Mrs A attended University Hospital Crosshouse. She was told that she may need a heart valve replacement but that before this could go ahead, she would need to undergo a cardiac angiogram (a type of x-ray used to examine blood vessels), which is an invasive procedure. Mrs A gave consent and underwent an angiogram in a second hospital run by the board. Mrs A said that she experienced pain during the procedure and asked for it to be stopped. The procedure continued but Mrs A did not recover well and while no abnormality was obvious, her condition did not improve. Mrs A's level of consciousness declined and a few days later she was noted to have lost power in her lower limbs. A scan of her spine showed evidence of an ischaemic event (like a stroke) within her spinal cord.
Mrs A was transferred to a third hospital (in a different NHS board), where her scan was reviewed. This showed the appearance of a stroke on the surface of the brain. Mrs A did not recover the use of her lower limbs.
Mrs A complained that she had not been warned of the possible risks associated with an angiogram. She also complained of an unreasonable delay in confirming a stroke and that as a result her treatment was delayed.
The board said that Mrs A had made informed consent for the procedure and recognised that there had been a delay in diagnosis. They added that even if a stroke had been confirmed sooner, it was unlikely there would have been a different outcome regarding surgery or spinal cord recovery.

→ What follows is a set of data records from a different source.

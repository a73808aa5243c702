use std::io;
use std::path::PathBuf;
use std::sync::Arc;
use std::time::Duration;

use port_scan_rs::config::ScanConfig;
use port_scan_rs::ports::PortRange;
use port_scan_rs::services::ServiceDirectory;
use port_scan_rs::{report, resolve, scanner};

use anyhow::Result;
use clap::{ArgAction, Parser};
use tracing::info;
use tracing_subscriber::EnvFilter;

/// port-scan-rs — Concurrent TCP connect port scanner with service identification.
#[derive(Debug, Clone, Parser)]
#[command(
    name = "port-scan-rs",
    version,
    about = "Concurrent TCP connect port scanner with service identification.",
    long_about = None
)]
struct Cli {
    /// Target IP address or hostname.
    host: String,

    /// First port of the inclusive range (1-65535).
    start_port: String,

    /// Last port of the inclusive range (1-65535).
    end_port: String,

    /// JSON file mapping port numbers to service names.
    #[arg(long, default_value = "services.json")]
    services: PathBuf,

    /// Socket connect timeout in milliseconds.
    #[arg(long = "timeout-ms", default_value_t = 2000)]
    timeout_ms: u64,

    /// Banner read deadline in milliseconds.
    #[arg(long = "read-timeout-ms", default_value_t = 2000)]
    read_timeout_ms: u64,

    /// Max concurrent probes. Unlimited (one task per port) when omitted.
    #[arg(long)]
    concurrency: Option<usize>,

    /// Print results as pretty JSON instead of colored lines.
    #[arg(long, default_value_t = false)]
    json: bool,

    /// Disable ANSI colors.
    #[arg(long = "no-color", default_value_t = false)]
    no_color: bool,

    /// Increase log verbosity (-v, -vv, -vvv). Logs go to stderr.
    #[arg(short, long, action = ArgAction::Count)]
    verbose: u8,
}

#[tokio::main]
async fn main() -> Result<()> {
    let cli = match Cli::try_parse() {
        Ok(cli) => cli,
        Err(e) => {
            // Help and version go to stdout with 0; every usage error exits 1.
            let code = if e.use_stderr() { 1 } else { 0 };
            let _ = e.print();
            std::process::exit(code);
        }
    };

    init_tracing(cli.verbose);
    if cli.no_color {
        colored::control::set_override(false);
    }

    let directory = ServiceDirectory::load_from_path(&cli.services)?;
    info!(
        path = %cli.services.display(),
        entries = directory.len(),
        "loaded service directory"
    );

    let range = PortRange::parse(&cli.start_port, &cli.end_port)?;
    let ip = resolve::resolve_host(&cli.host).await?;

    let mut config = ScanConfig::default().with_timeouts(
        Duration::from_millis(cli.timeout_ms),
        Duration::from_millis(cli.read_timeout_ms),
    );
    if let Some(n) = cli.concurrency {
        config = config.with_concurrency(n);
    }

    let started_at = scanner::now_rfc3339();
    if !cli.json {
        println!("{}", report::header(&cli.host, &ip.to_string(), &started_at));
    }

    let results =
        scanner::scan_range_at(&cli.host, ip, range, Arc::new(directory), config, started_at)
            .await;

    let mut stdout = io::stdout().lock();
    if cli.json {
        report::write_json(&mut stdout, &results)?;
    } else {
        report::write_lines(&mut stdout, &results)?;
    }
    Ok(())
}

fn init_tracing(verbose: u8) {
    let filter = match verbose {
        0 => "warn",
        1 => "info",
        2 => "debug",
        _ => "trace",
    };
    tracing_subscriber::fmt()
        .with_env_filter(
            EnvFilter::try_from_default_env().unwrap_or_else(|_| EnvFilter::new(filter)),
        )
        .with_writer(io::stderr)
        .init();
}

I took independent advice from a consultant cardiologist and from a consultant neuroradiologist (a specialist in the analysis of injuries of the brain). The advisers found no evidence that all the risks and benefits of an angiogram had been discussed with Mrs A, including that bleeding and vascular damage that could cause a possible stroke or heart attack are a recognised complication. I also found the board's consent forms and printed information to have been inadequate. I established that there was an error in interpreting Mrs A's scan and that her diagnosis had been delayed, although Mrs A's treatment and outcome were likely to have been the same had an earlier diagnosis been made. I therefore upheld the complaint.

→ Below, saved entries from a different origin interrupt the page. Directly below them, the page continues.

use serde::{Deserialize, Serialize};
use std::fmt;
use std::net::{IpAddr, SocketAddr};

/// A single host:port probe target. Built once per task.
#[derive(Debug, Clone, PartialEq, Eq)]
pub struct ScanTarget {
    pub host: String,
    pub ip: IpAddr,
    pub port: u16,
}

impl ScanTarget {
    pub fn new(host: impl Into<String>, ip: IpAddr, port: u16) -> Self {
        Self {
            host: host.into(),
            ip,
            port,
        }
    }

    pub fn socket_addr(&self) -> SocketAddr {
        SocketAddr::new(self.ip, self.port)
    }
}

impl fmt::Display for ScanTarget {
    fn fmt(&self, f: &mut fmt::Formatter<'_>) -> fmt::Result {
        write!(f, "{}:{}", self.host, self.port)
    }
}

#[derive(Serialize, Deserialize, Debug, Clone, Copy, PartialEq, Eq, Hash)]
#[serde(rename_all = "snake_case")]
pub enum PortState {
    Open,
    Closed,
}

/// Where an open port's service name came from.
#[derive(Serialize, Deserialize, Debug, Clone, PartialEq, Eq)]
#[serde(tag = "source", content = "name", rename_all = "snake_case")]
pub enum Service {
    /// Static lookup in the service directory.
    Directory(String),
    /// First line the service sent after connect, trimmed.
    Banner(String),
}

impl fmt::Display for Service {
    fn fmt(&self, f: &mut fmt::Formatter<'_>) -> fmt::Result {
        match self {
            Service::Directory(name) => f.write_str(name),
            Service::Banner(line) => write!(f, "Custom: {line}"),
        }
    }
}

/// Terminal classification of one port.
///
/// `service` is always `None` for closed ports; an open port with `None`
/// is open but unidentified.
#[derive(Serialize, Deserialize, Debug, Clone, PartialEq, Eq)]
pub struct ScanOutcome {
    pub port: u16,
    pub state: PortState,
    pub service: Option<Service>,
}

impl ScanOutcome {
    pub fn closed(port: u16) -> Self {
        Self {
            port,
            state: PortState::Closed,
            service: None,
        }
    }

    pub fn open(port: u16, service: Option<Service>) -> Self {
        Self {
            port,
            state: PortState::Open,
            service,
        }
    }

    pub fn is_open(&self) -> bool {
        self.state == PortState::Open
    }
}

impl fmt::Display for ScanOutcome {
    fn fmt(&self, f: &mut fmt::Formatter<'_>) -> fmt::Result {
        match (&self.state, &self.service) {
            (PortState::Closed, _) => write!(f, "[CLOSED] Port {} is closed", self.port),
            (PortState::Open, Some(service)) => {
                write!(f, "[OPEN] Port {} is open - Service: {}", self.port, service)
            }
            (PortState::Open, None) => {
                write!(f, "[OPEN] Port {} is open - Service: Unknown", self.port)
            }
        }
    }
}

/// Aggregate of a finished scan, entries sorted by port.
#[derive(Serialize, Deserialize, Debug, Clone, Default)]
pub struct ScanReport {
    pub host: String,
    pub ip: String,
    pub started_at: String,
    pub scanned_total: u64,
    pub open_count: u64,
    pub entries: Vec<ScanOutcome>,
}
use anyhow::{bail, Context, Result};
use std::net::IpAddr;
use tokio::net::lookup_host;
use tracing::debug;

/// Resolve a scan host to the address every probe will dial.
///
/// Literal IPv4/IPv6 addresses are returned as-is without touching DNS.
/// Otherwise the first address from the system resolver is used.
pub async fn resolve_host(host: &str) -> Result<IpAddr> {
    let host = host.trim();
    if host.is_empty() {
        bail!("empty host");
    }
    if let Ok(ip) = host.parse::<IpAddr>() {
        return Ok(ip);
    }

    let ip = lookup_host((host, 0))
        .await
        .with_context(|| format!("invalid IP address or hostname: {host}"))?
        .map(|sock| sock.ip())
        .next()
        .with_context(|| format!("hostname resolved to no addresses: {host}"))?;
    debug!(%host, %ip, "resolved host");
    Ok(ip)
}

Redress and recommendations
The Ombudsman recommends that the Board:
- make a formal apology to Mrs C for their failure to consent Mrs A properly;
- review their consenting procedure and update it in accordance with General Medical Council guidelines. They should demonstrate to me that they have done so;
- review their relevant information booklet/sheet to ensure that they reflect the appropriate guidelines; and
- apologise to Mrs C for the delay in Mrs A's diagnosis.